Während in den USA und Europa bereits in den 1970ern die ersten Kickboxer in Meisterschaften gegeneinander antraten, wurde der Sport in Kurdistan erst in den letzten Jahren populär. Etwa 300 Zuseher haben sich heute Abend in der Halle versammelt. Zigarettenqualm hängt über den Tischen, man trinkt Bier und Wasser. In den Pausen zwischen den Kämpfen fetzt die Metal-Band Dark Phantom auf der Bühne.

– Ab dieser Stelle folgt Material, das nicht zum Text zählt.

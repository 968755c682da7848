//! Execution graph model (§4.2): immutable-once-built nodes, reusable
//! fragments with entry/exit frontiers, and the merge/link primitives every
//! planner goes through. No API exposes raw node mutation beyond
//! `add_node`/`add_dependency`/`merge`/`link`/`calculate_entry_and_exit`, so
//! ID uniqueness and dependency validity stay centrally checked.

use crate::error::{EngineError, Result};
use crate::host::Host;
use crate::step::Step;
use std::collections::{HashMap, HashSet};
use std::sync::Arc;
use uuid::Uuid;

pub type NodeId = String;

/// A planned unit of work: one step bound to a set of hosts, plus the other
/// nodes it depends on.
#[derive(Clone)]
pub struct ExecutionNode {
    pub id: NodeId,
    pub name: String,
    pub step_name: String,
    pub step: Arc<dyn Step>,
    pub hosts: Vec<Host>,
    pub dependencies: Vec<NodeId>,
}

impl ExecutionNode {
    pub fn new(name: impl Into<String>, step: Arc<dyn Step>, hosts: Vec<Host>) -> Self {
        let name = name.into();
        let step_name = step.meta().name.clone();
        Self {
            id: String::new(),
            name,
            step_name,
            step,
            hosts,
            dependencies: Vec::new(),
        }
    }

    pub fn depends_on(mut self, deps: impl IntoIterator<Item = NodeId>) -> Self {
        self.dependencies.extend(deps);
        self
    }
}

/// A reusable sub-graph with known entry and exit frontiers, returned by
/// every `Plan` call. The final top-level fragment produced by a pipeline
/// plan *is* the `ExecutionGraph`.
#[derive(Clone)]
pub struct ExecutionFragment {
    pub name: String,
    nodes: HashMap<NodeId, ExecutionNode>,
    entry_nodes: Vec<NodeId>,
    exit_nodes: Vec<NodeId>,
}

pub type ExecutionGraph = ExecutionFragment;

impl ExecutionFragment {
    /// Used whenever a planner determines a component is not required.
    pub fn new_empty(name: impl Into<String>) -> Self {
        Self {
            name: name.into(),
            nodes: HashMap::new(),
            entry_nodes: Vec::new(),
            exit_nodes: Vec::new(),
        }
    }

    pub fn is_empty(&self) -> bool {
        self.nodes.is_empty()
    }

    pub fn len(&self) -> usize {
        self.nodes.len()
    }

    pub fn nodes(&self) -> &HashMap<NodeId, ExecutionNode> {
        &self.nodes
    }

    pub fn node(&self, id: &str) -> Option<&ExecutionNode> {
        self.nodes.get(id)
    }

    pub fn entry_nodes(&self) -> &[NodeId] {
        &self.entry_nodes
    }

    pub fn exit_nodes(&self) -> &[NodeId] {
        &self.exit_nodes
    }

    /// Assigns an ID if unset, rejects duplicates.
    pub fn add_node(&mut self, mut node: ExecutionNode) -> Result<NodeId> {
        if node.id.is_empty() {
            node.id = format!("{}-{}", node.step_name, Uuid::new_v4());
        }
        if self.nodes.contains_key(&node.id) {
            return Err(EngineError::DuplicateNodeId(node.id));
        }
        let id = node.id.clone();
        self.nodes.insert(id.clone(), node);
        Ok(id)
    }

    /// Appends `from` to `to`'s dependencies; idempotent. Fails if either ID
    /// is unknown.
    pub fn add_dependency(&mut self, from: &str, to: &str) -> Result<()> {
        if !self.nodes.contains_key(from) {
            return Err(EngineError::UnknownNodeId(from.to_string()));
        }
        let node = self
            .nodes
            .get_mut(to)
            .ok_or_else(|| EngineError::UnknownNodeId(to.to_string()))?;
        if !node.dependencies.iter().any(|d| d == from) {
            node.dependencies.push(from.to_string());
        }
        Ok(())
    }

    /// Imports all nodes of `other`, preserving IDs. Fails on ID collision:
    /// naming discipline (e.g. `<task>-<host>-<purpose>` prefixes) is the
    /// planner's responsibility.
    pub fn merge(&mut self, other: ExecutionFragment) -> Result<()> {
        for id in other.nodes.keys() {
            if self.nodes.contains_key(id) {
                return Err(EngineError::DuplicateNodeId(id.clone()));
            }
        }
        self.nodes.extend(other.nodes);
        Ok(())
    }

    /// For each `to`, appends each `from` as a dependency (deduplicated).
    /// Used to serialize sibling fragments that must run in order after a
    /// merge. Applying the same link set twice is a no-op the second time.
    pub fn link(&mut self, from_ids: &[NodeId], to_ids: &[NodeId]) -> Result<()> {
        for to in to_ids {
            for from in from_ids {
                self.add_dependency(from, to)?;
            }
        }
        Ok(())
    }

    /// Recomputes the two frontier slices by counting in-fragment edges.
    /// Entry nodes have no in-fragment dependencies; exit nodes have no
    /// in-fragment dependents.
    pub fn calculate_entry_and_exit(&mut self) {
        let mut has_dependent: HashSet<NodeId> = HashSet::new();
        for node in self.nodes.values() {
            for dep in &node.dependencies {
                if self.nodes.contains_key(dep) {
                    has_dependent.insert(dep.clone());
                }
            }
        }

        self.entry_nodes = self
            .nodes
            .values()
            .filter(|n| {
                n.dependencies
                    .iter()
                    .all(|d| !self.nodes.contains_key(d))
            })
            .map(|n| n.id.clone())
            .collect();
        self.exit_nodes = self
            .nodes
            .keys()
            .filter(|id| !has_dependent.contains(*id))
            .cloned()
            .collect();
    }

    /// Verifies every dependency target exists, detects cycles via DFS, and
    /// rejects self-loops. Does not check for a nonempty entry frontier —
    /// that is a graph-level (executor) concern, since an empty fragment is
    /// a valid intermediate planning artefact.
    pub fn validate(&self) -> Result<()> {
        for node in self.nodes.values() {
            for dep in &node.dependencies {
                if dep == &node.id {
                    return Err(EngineError::DagCycleDetected(node.id.clone()));
                }
                if !self.nodes.contains_key(dep) {
                    return Err(EngineError::UnknownNodeId(dep.clone()));
                }
            }
        }

        #[derive(Clone, Copy, PartialEq)]
        enum Mark {
            Visiting,
            Done,
        }
        let mut marks: HashMap<&str, Mark> = HashMap::new();

        fn visit<'a>(
            id: &'a str,
            nodes: &'a HashMap<NodeId, ExecutionNode>,
            marks: &mut HashMap<&'a str, Mark>,
        ) -> Result<()> {
            match marks.get(id) {
                Some(Mark::Done) => return Ok(()),
                Some(Mark::Visiting) => return Err(EngineError::DagCycleDetected(id.to_string())),
                None => {}
            }
            marks.insert(id, Mark::Visiting);
            for dep in &nodes[id].dependencies {
                visit(dep, nodes, marks)?;
            }
            marks.insert(id, Mark::Done);
            Ok(())
        }

        for id in self.nodes.keys() {
            visit(id, &self.nodes, &mut marks)?;
        }
        Ok(())
    }
}

/// Deduplicated, order-preserving slice helper.
pub fn unique_node_ids(ids: impl IntoIterator<Item = NodeId>) -> Vec<NodeId> {
    let mut seen = HashSet::new();
    let mut out = Vec::new();
    for id in ids {
        if seen.insert(id.clone()) {
            out.push(id);
        }
    }
    out
}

Blaue Lichtstrahlen irren durch den Kunstnebel. Das Mikro des Moderators hängt an einem langen Kabel von der Decke, seine Stimme kracht aus den Lautsprechern. Geklatsche und Pfiffe, als er die Kontrahentinnen vorstellt. Noch wenige Sekunden bis zum Fight. In ihrer Ecke des Rings erhält Lina letzte Anweisungen von Trainer Qays. Sie nickt stumm, ein Betreuer schiebt ihr den Gebissschutz in den Mund. Lina mustert ihre Gegnerin mit dem eng um den Kopf gewickelten Tuch in der Ecke gegenüber. Sie weiß von ihr nur, dass sie aus dem Iran kommt. Und dass sie um fast einen Kopf größer ist als Lina.

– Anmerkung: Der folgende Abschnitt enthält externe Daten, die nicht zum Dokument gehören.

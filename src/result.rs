//! Result objects produced by the executor (§3 NodeResult/HostResult and
//! §6 status vocabulary). These are plain in-memory data: the core mandates
//! no persistence, but they derive `Serialize` so a collaborator can report
//! them however it likes.

use chrono::{DateTime, Utc};
use serde::{Deserialize, Serialize};
use std::collections::HashMap;

use crate::graph::NodeId;

#[derive(Debug, Clone, Copy, PartialEq, Eq, Serialize, Deserialize)]
pub enum NodeStatus {
    Pending,
    Running,
    Success,
    Failed,
    Skipped,
}

#[derive(Debug, Clone, Serialize, Deserialize)]
pub struct HostResult {
    pub host_name: String,
    pub status: NodeStatus,
    pub message: String,
    pub skipped: bool,
    pub stdout: Option<String>,
    pub stderr: Option<String>,
    pub start_time: DateTime<Utc>,
    pub end_time: DateTime<Utc>,
}

impl HostResult {
    pub fn success(host_name: String, start_time: DateTime<Utc>) -> Self {
        Self {
            host_name,
            status: NodeStatus::Success,
            message: String::new(),
            skipped: false,
            stdout: None,
            stderr: None,
            start_time,
            end_time: Utc::now(),
        }
    }

    pub fn skipped_precheck(host_name: String, start_time: DateTime<Utc>) -> Self {
        Self {
            host_name,
            status: NodeStatus::Skipped,
            message: "Precheck condition already met".to_string(),
            skipped: true,
            stdout: None,
            stderr: None,
            start_time,
            end_time: Utc::now(),
        }
    }

    pub fn failed(
        host_name: String,
        message: String,
        start_time: DateTime<Utc>,
        stdout: Option<String>,
        stderr: Option<String>,
    ) -> Self {
        Self {
            host_name,
            status: NodeStatus::Failed,
            message,
            skipped: false,
            stdout,
            stderr,
            start_time,
            end_time: Utc::now(),
        }
    }
}

#[derive(Debug, Clone, Serialize, Deserialize)]
pub struct NodeResult {
    pub name: String,
    pub step_name: String,
    pub status: NodeStatus,
    pub message: String,
    pub start_time: DateTime<Utc>,
    pub end_time: DateTime<Utc>,
    pub host_results: HashMap<String, HostResult>,
}

impl NodeResult {
    pub fn pending(name: String, step_name: String) -> Self {
        let now = Utc::now();
        Self {
            name,
            step_name,
            status: NodeStatus::Pending,
            message: String::new(),
            start_time: now,
            end_time: now,
            host_results: HashMap::new(),
        }
    }
}

#[derive(Debug, Clone, Serialize, Deserialize)]
pub struct GraphExecutionResult {
    pub name: String,
    pub status: NodeStatus,
    pub start_time: DateTime<Utc>,
    pub end_time: DateTime<Utc>,
    pub node_results: HashMap<NodeId, NodeResult>,
}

Die Glocke läutet die erste Runde ein. Lina tänzelt in die Ringmitte, reißt ihren linken Arm hoch, um einen Fußschlag der Iranerin abzuwehren. Doch ihre Gegnerin ist schneller. Treffer am Kopf. Benommen weicht sie zurück, geht hinter ihren pinken Handschuhen in Deckung. Das Geschrei und Gejohle der Zuschauer hört sie nicht mehr. Ebenso wenig die Stimme ihres Coaches, der immer wieder "Fuß! Fuß!" brüllt. Sie solle ihre Low-Kicks gegen die Oberschenkel der deutlich größeren Gegnerin einsetzen. Lina kassiert immer weitere Schläge und Kicks. Zwei Minuten Ewigkeit. Dann der erlösende Klang der Glocke. Die erste von drei Runden ist überstanden.
Tschak, tschak, tschak. Jedes Mal, wenn Linas Springseil auf den Boden schnalzt, heben sich ihre Füße für den Bruchteil einer Sekunde wenige Zentimeter in die Luft. Bis Schweiß auf ihrer Stirn glänzt. Im Hintergrund scheppern Langhanteln.

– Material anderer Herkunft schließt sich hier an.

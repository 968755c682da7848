//! Context plumbing (§4.5): the two context shapes planners and steps see,
//! plus the narrow collaborator traits the core consumes (§6). All
//! implementations are values threaded explicitly by the runtime, never
//! globals.

use crate::cache::ScopeCache;
use crate::error::Result;
use crate::graph::ExecutionFragment;
use crate::host::Host;
use async_trait::async_trait;
use std::path::{Path, PathBuf};
use std::sync::Arc;
use tokio_util::sync::CancellationToken;

/// Structured logger, narrowed from the full collaborator described in §6:
/// `.with(k, v)` derives a child logger carrying an extra field, and the
/// level methods map onto whatever backend the caller wires up (the
/// crate's own `TracingLogger` maps them onto `tracing` macros).
pub trait Logger: Send + Sync {
    fn with(&self, key: &str, value: &str) -> Arc<dyn Logger>;
    fn debug(&self, msg: &str);
    fn info(&self, msg: &str);
    fn success(&self, msg: &str);
    fn warn(&self, msg: &str);
    fn error(&self, msg: &str);
    fn fail(&self, msg: &str);
}

/// `tracing`-backed default implementation of the `Logger` collaborator.
/// Mirrors the teacher crate's use of `tracing::{info, warn, error}` bound
/// to structured fields (job/node/host ids) rather than free-form strings.
#[derive(Clone, Default)]
pub struct TracingLogger {
    fields: Vec<(String, String)>,
}

impl TracingLogger {
    pub fn new() -> Self {
        Self::default()
    }

    fn prefixed(&self, msg: &str) -> String {
        if self.fields.is_empty() {
            msg.to_string()
        } else {
            let ctx = self
                .fields
                .iter()
                .map(|(k, v)| format!("{k}={v}"))
                .collect::<Vec<_>>()
                .join(" ");
            format!("{ctx} {msg}")
        }
    }
}

impl Logger for TracingLogger {
    fn with(&self, key: &str, value: &str) -> Arc<dyn Logger> {
        let mut fields = self.fields.clone();
        fields.push((key.to_string(), value.to_string()));
        Arc::new(Self { fields })
    }

    fn debug(&self, msg: &str) {
        tracing::debug!("{}", self.prefixed(msg));
    }

    fn info(&self, msg: &str) {
        tracing::info!("{}", self.prefixed(msg));
    }

    fn success(&self, msg: &str) {
        tracing::info!(status = "success", "{}", self.prefixed(msg));
    }

    fn warn(&self, msg: &str) {
        tracing::warn!("{}", self.prefixed(msg));
    }

    fn error(&self, msg: &str) {
        tracing::error!("{}", self.prefixed(msg));
    }

    fn fail(&self, msg: &str) {
        // Never terminates the process from the core — see DESIGN.md.
        tracing::error!(status = "fail", "{}", self.prefixed(msg));
    }
}

/// Remote/local command execution and file transfer, consumed by steps
/// through `StepContext`.
#[async_trait]
pub trait Connector: Send + Sync {
    async fn exec(&self, cmd: &str, sudo: bool) -> Result<ConnectorOutput>;
    async fn download(&self, url: &str, dest: &Path, sudo: bool) -> Result<()>;
    async fn upload(&self, local: &Path, remote: &Path, mode: u32, sudo: bool) -> Result<()>;
    async fn mkdirp(&self, path: &Path, mode: u32, sudo: bool) -> Result<()>;
    async fn remove(&self, path: &Path, sudo: bool) -> Result<()>;
    async fn sha256(&self, path: &Path) -> Result<String>;
}

#[derive(Debug, Clone, Default)]
pub struct ConnectorOutput {
    pub stdout: String,
    pub stderr: String,
    pub exit_code: i32,
}

/// OS facts and package/service helpers, consumed by steps through
/// `StepContext`.
#[async_trait]
pub trait Runner: Send + Sync {
    async fn facts(&self, host: &Host) -> Result<HostFacts>;
    async fn install_package(&self, host: &Host, name: &str) -> Result<()>;
    async fn service_enable(&self, host: &Host, name: &str) -> Result<()>;
    async fn service_start(&self, host: &Host, name: &str) -> Result<()>;
}

#[derive(Debug, Clone, Default)]
pub struct HostFacts {
    pub os: String,
    pub arch: String,
    pub hostname: String,
}

/// A handle contributed by the resource-acquisition collaborator: it plans
/// its own download/extract sub-graph and exposes the cache key later steps
/// resolve for the resource's local path. Convention: `cache_key()` returns
/// `resource.<id>.downloaded_path`, stored in the task-scope cache so
/// sibling tasks needing the same artifact share one download.
#[async_trait]
pub trait ResourceHandle: Send + Sync {
    fn cache_key(&self) -> String;
    async fn ensure_plan(&self, ctx: &dyn EngineExecuteContext) -> Result<ExecutionFragment>;
}

/// Planning-time context: supplies the logger, cluster config accessors,
/// host selection, scope caches down to task granularity, and the factory
/// that narrows into a `StepContext` for execution.
pub trait EngineExecuteContext: Send + Sync {
    fn logger(&self) -> Arc<dyn Logger>;
    fn is_offline_mode(&self) -> bool;
    fn work_dir(&self) -> &Path;
    fn control_node(&self) -> &Host;
    fn hosts_by_role(&self, role: &str) -> Vec<Host>;
    fn pipeline_cache(&self) -> Arc<ScopeCache>;
    fn module_cache(&self) -> Arc<ScopeCache>;
    fn task_cache(&self) -> Arc<ScopeCache>;
    fn facts_cache(&self, host: &Host) -> Arc<ScopeCache>;
    fn runner(&self) -> Arc<dyn Runner>;
    fn connector_factory(&self, host: &Host) -> Arc<dyn Connector>;

    /// The plan's top-level cancellation token. Cancelling it (from outside,
    /// via the `Arc<dyn EngineExecuteContext>` the caller holds) propagates
    /// to every in-flight node and host operation: `for_host()` derives each
    /// `StepContext`'s token as a child of this one, so a single `.cancel()`
    /// here cancels the whole tree at once.
    fn cancellation(&self) -> CancellationToken;

    /// Narrows into a single host's execution-time view.
    fn for_host(&self, host: &Host) -> StepContext {
        let step_cache = ScopeCache::new_step(self.task_cache());
        StepContext {
            host: host.clone(),
            logger: self.logger().with("host", &host.name),
            runner: self.runner(),
            connector: self.connector_factory(host),
            step_cache,
            task_cache: self.task_cache(),
            module_cache: self.module_cache(),
            work_dir: self.work_dir().to_path_buf(),
            cancellation: self.cancellation().child_token(),
        }
    }
}

/// Execution-time context narrowed to one host.
#[derive(Clone)]
pub struct StepContext {
    pub host: Host,
    pub logger: Arc<dyn Logger>,
    pub runner: Arc<dyn Runner>,
    pub connector: Arc<dyn Connector>,
    pub step_cache: Arc<ScopeCache>,
    pub task_cache: Arc<ScopeCache>,
    pub module_cache: Arc<ScopeCache>,
    pub work_dir: PathBuf,
    pub cancellation: CancellationToken,
}

impl StepContext {
    /// Returns a copy bound to a new cancellation token (a child of the
    /// given one), analogous to `WithGoContext` in the source design.
    pub fn with_cancellation(&self, token: CancellationToken) -> Self {
        Self {
            cancellation: token,
            ..self.clone()
        }
    }
}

Der Crossfit- und Kampfsport-Club "Black Mamba" ist in einer Lagerhalle im Industriegebiet Erbils untergebracht. Vorne beim Eingang die Rezeption, am anderen Ende der Ring. Dazwischen Fitness-Training. Für Lina begann alles mit Crossfit. Um Gewicht zu verlieren, wie sie sagt. Mit ihrer Schwester sei sie anfangs hierhergekommen. Doch die verlor bald das Interesse. Und Lina entdeckte ihre Kampfsportfaszination.
Gegenwind
"Mein Vater weiß nicht viel über das, was ich hier mache", sagt Lina, die im christlich geprägten Stadtteil Ainkawa aufgewachsen ist. "Er denkt, ich mache etwas wie Karate." Aber ihre Mutter wisse Bescheid. Sie sei auch zu ihrem ersten Kampf gekommen. "Doch auch sie ist nicht sehr froh, dass ich boxe." Sie glauben, sie sei noch zu jung für den Sport und könnte Schäden davontragen.

Doch da Linas Erfolge in der Schule unverändert gut sind, tolerieren die Eltern den Sport ihrer Tochter. In der Schule löste ihre Leidenschaft für Kampfsport Verwunderung aus. Warum sie so etwas mache? Ihr Körper werde bald wie der eines Mannes aussehen. Ihre Schultern seien bereits zu breit für ein Mädchen. "Da gab es viele Kommentare zu meinen Schultern", sagt Lina und lacht. "Aber jetzt sind sie stolz auf mich."